Quels éléments déterminent cette dynamique résiliente ?

Quand des jeunes adultes se penchent sur leur passé alors qu’ils ont connu plusieurs lieux d’accueil, l’impossibilité de se raconter leur histoire en y mettant du sens au regard de leurs souvenirs et de leurs émotions est particulièrement délétère. Le contraire est sécurisant et leur permet de se construire, aux niveaux identitaire et narratif, une image de soi positive et congruente au regard de ce qu’ils ont vécu dans leur chair. Tout enfant demande à ses parents de raconter comment il était durant la petite enfance. En les en privant, une part d’eux-mêmes leur échappe. Gestion des émotions, développement, sécurité narcissique, capacité à se projeter, à tenter des expériences, à découvrir des environnements différents du sien… Les freins sont nombreux. Lorsque le lien d’attachement a été présent par un lieu d’accueil durable, ces ressources sont acquises et il est plus aisé d’affronter les épreuves difficiles de la vie.

Des dysfonctionnements institutionnels sont-ils en cause ?

Les institutions et les services de protection de l’enfance font face à des défis et des difficultés qui ne leur permettent pas toujours de garantir une permanence de l’action et de l’attention éducative. Les changements sont toujours des paris incertains. Le renouvellement rapide des carrières des professionnels et le manque d’attrait pour ces métiers aggravent les problèmes. Un mineur croise plusieurs éducateurs référents. L’instabilité organisationnelle est un autre facteur. La mise en place régulière d’innovations, de nouvelles mesures et de structures crée un environnement instable qui fragilise l’accompagnement dans un parcours constant et sécurisé. Par ailleurs, chez les enfants dont les troubles sont marqués, l’évolution trop lente vers une prise en charge à dimension thérapeutique est préjudiciable. Il en résulte un développement entravé de l’enfant qui peut aller jusqu’au comportement suicidaire, ainsi qu’une apparition de troubles dans les capacités intellectuelles et cognitives. L’état de sidération dans lequel les enfants vont être par rapport à un environnement qui leur fait peur et le manque de stimulation entraînent des déficiences modérées ou importantes. Elles se concrétisent parfois en angoisses très fortes qui perturbent leur apprentissage et leur scolarité. Ces effets sont encore plus importants sur l’enfant qui a connu une maltraitance sexuelle.

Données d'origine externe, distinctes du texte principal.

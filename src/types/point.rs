//! 3D point type and linear edge sampling.

use std::fmt;
use std::ops::{Add, AddAssign, Mul, Neg, Sub, SubAssign};

use super::Axis;

/// A point (or vector) in 3D space.
#[derive(Clone, Copy, Debug, Default, PartialEq)]
pub struct Point3 {
    pub x: f64,
    pub y: f64,
    pub z: f64,
}

impl Point3 {
    /// Create a new point.
    pub const fn new(x: f64, y: f64, z: f64) -> Self {
        Self { x, y, z }
    }

    /// The origin.
    pub const fn zero() -> Self {
        Self::new(0.0, 0.0, 0.0)
    }

    /// Component along the given axis.
    pub fn component(&self, axis: Axis) -> f64 {
        match axis {
            Axis::X => self.x,
            Axis::Y => self.y,
            Axis::Z => self.z,
        }
    }

    /// Mutable component along the given axis.
    pub fn component_mut(&mut self, axis: Axis) -> &mut f64 {
        match axis {
            Axis::X => &mut self.x,
            Axis::Y => &mut self.y,
            Axis::Z => &mut self.z,
        }
    }

    /// Linear interpolation: `self + t * (other - self)`.
    pub fn lerp(&self, other: &Point3, t: f64) -> Point3 {
        *self + (*other - *self) * t
    }

    /// Euclidean distance to another point.
    pub fn distance(&self, other: &Point3) -> f64 {
        (*other - *self).norm()
    }

    /// Euclidean norm when interpreted as a vector.
    pub fn norm(&self) -> f64 {
        (self.x * self.x + self.y * self.y + self.z * self.z).sqrt()
    }

    /// Cross product when interpreted as vectors.
    pub fn cross(&self, other: &Point3) -> Point3 {
        Point3::new(
            self.y * other.z - self.z * other.y,
            self.z * other.x - self.x * other.z,
            self.x * other.y - self.y * other.x,
        )
    }

    /// Dot product when interpreted as vectors.
    pub fn dot(&self, other: &Point3) -> f64 {
        self.x * other.x + self.y * other.y + self.z * other.z
    }
}

impl Add for Point3 {
    type Output = Point3;
    fn add(self, rhs: Point3) -> Point3 {
        Point3::new(self.x + rhs.x, self.y + rhs.y, self.z + rhs.z)
    }
}

impl AddAssign for Point3 {
    fn add_assign(&mut self, rhs: Point3) {
        *self = *self + rhs;
    }
}

impl Sub for Point3 {
    type Output = Point3;
    fn sub(self, rhs: Point3) -> Point3 {
        Point3::new(self.x - rhs.x, self.y - rhs.y, self.z - rhs.z)
    }
}

impl SubAssign for Point3 {
    fn sub_assign(&mut self, rhs: Point3) {
        *self = *self - rhs;
    }
}

impl Mul<f64> for Point3 {
    type Output = Point3;
    fn mul(self, rhs: f64) -> Point3 {
        Point3::new(self.x * rhs, self.y * rhs, self.z * rhs)
    }
}

impl Neg for Point3 {
    type Output = Point3;
    fn neg(self) -> Point3 {
        Point3::new(-self.x, -self.y, -self.z)
    }
}

impl fmt::Display for Point3 {
    fn fmt(&self, f: &mut fmt::Formatter<'_>) -> fmt::Result {
        write!(f, "({}, {}, {})", self.x, self.y, self.z)
    }
}

/// Sample `n` points evenly spaced from `a` to `b`, endpoints included.
///
/// The endpoints are returned exactly, not via interpolation, so chained
/// edges share identical corner coordinates.
///
/// # Panics
///
/// Panics if `n < 2`.
pub fn linear_edge(a: Point3, b: Point3, n: usize) -> Vec<Point3> {
    assert!(n >= 2, "linear_edge needs at least 2 points");
    let mut points = Vec::with_capacity(n);
    points.push(a);
    for i in 1..n - 1 {
        let t = i as f64 / (n - 1) as f64;
        points.push(a.lerp(&b, t));
    }
    points.push(b);
    points
}

#[cfg(test)]
mod tests {
    use super::*;
    use approx::assert_relative_eq;

    #[test]
    fn test_lerp_midpoint() {
        let a = Point3::new(0.0, 0.0, 0.0);
        let b = Point3::new(2.0, 4.0, 6.0);
        let m = a.lerp(&b, 0.5);
        assert_relative_eq!(m.x, 1.0);
        assert_relative_eq!(m.y, 2.0);
        assert_relative_eq!(m.z, 3.0);
    }

    #[test]
    fn test_linear_edge_endpoints_exact() {
        let a = Point3::new(0.1, 0.2, 0.3);
        let b = Point3::new(1.0 / 3.0, 2.0 / 7.0, 0.9);
        let edge = linear_edge(a, b, 7);
        assert_eq!(edge.len(), 7);
        assert_eq!(edge[0], a);
        assert_eq!(edge[6], b);
    }

    #[test]
    fn test_linear_edge_spacing() {
        let a = Point3::new(0.0, 0.0, 0.0);
        let b = Point3::new(3.0, 0.0, 0.0);
        let edge = linear_edge(a, b, 4);
        for (i, p) in edge.iter().enumerate() {
            assert_relative_eq!(p.x, i as f64, epsilon = 1e-14);
        }
    }

    #[test]
    #[should_panic]
    fn test_linear_edge_too_few_points() {
        linear_edge(Point3::zero(), Point3::new(1.0, 0.0, 0.0), 1);
    }

    #[test]
    fn test_cross_product() {
        let x = Point3::new(1.0, 0.0, 0.0);
        let y = Point3::new(0.0, 1.0, 0.0);
        assert_eq!(x.cross(&y), Point3::new(0.0, 0.0, 1.0));
    }
}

Comment enrayer cette dérive ?

Il y a toujours la possibilité d’entamer un travail avec les services de la protection de l’enfance, la pédo­psychiatrie ou avec les établissements médico-sociaux. De mettre en place des espaces de soins et éducatifs qui permettent à l’enfant de renverser la dynamique dans laquelle il se trouve. Mais ce n’est pas simple. Des moyens, une continuité d’accueil, et une bonne coordination entre services sont indispensables. Personne ne peut répondre seul aux besoins. Or chaque entité dispose de ses propres principes éthiques, temporels ou spatiaux. Le temps de l’Education nationale n’est pas celui d’un suivi psychiatrique ou celui dédié à l’accompagnement des parents… Les champs de compétences et d’interventions de chacun doivent être délimités et la coresponsabilité acceptée. En fonction du premier intervenant autour duquel les autres coconstruisent, les actions diffèrent. Pour les professionnels, le point de difficultés le plus saillant se situe autour du dispositif initial, les organisations régionales ou départementales en silos des politiques publiques étant à la source de clivages dont les effets se répercutent sur les situations déjà complexes des enfants. Une meilleure coordination est indispensable.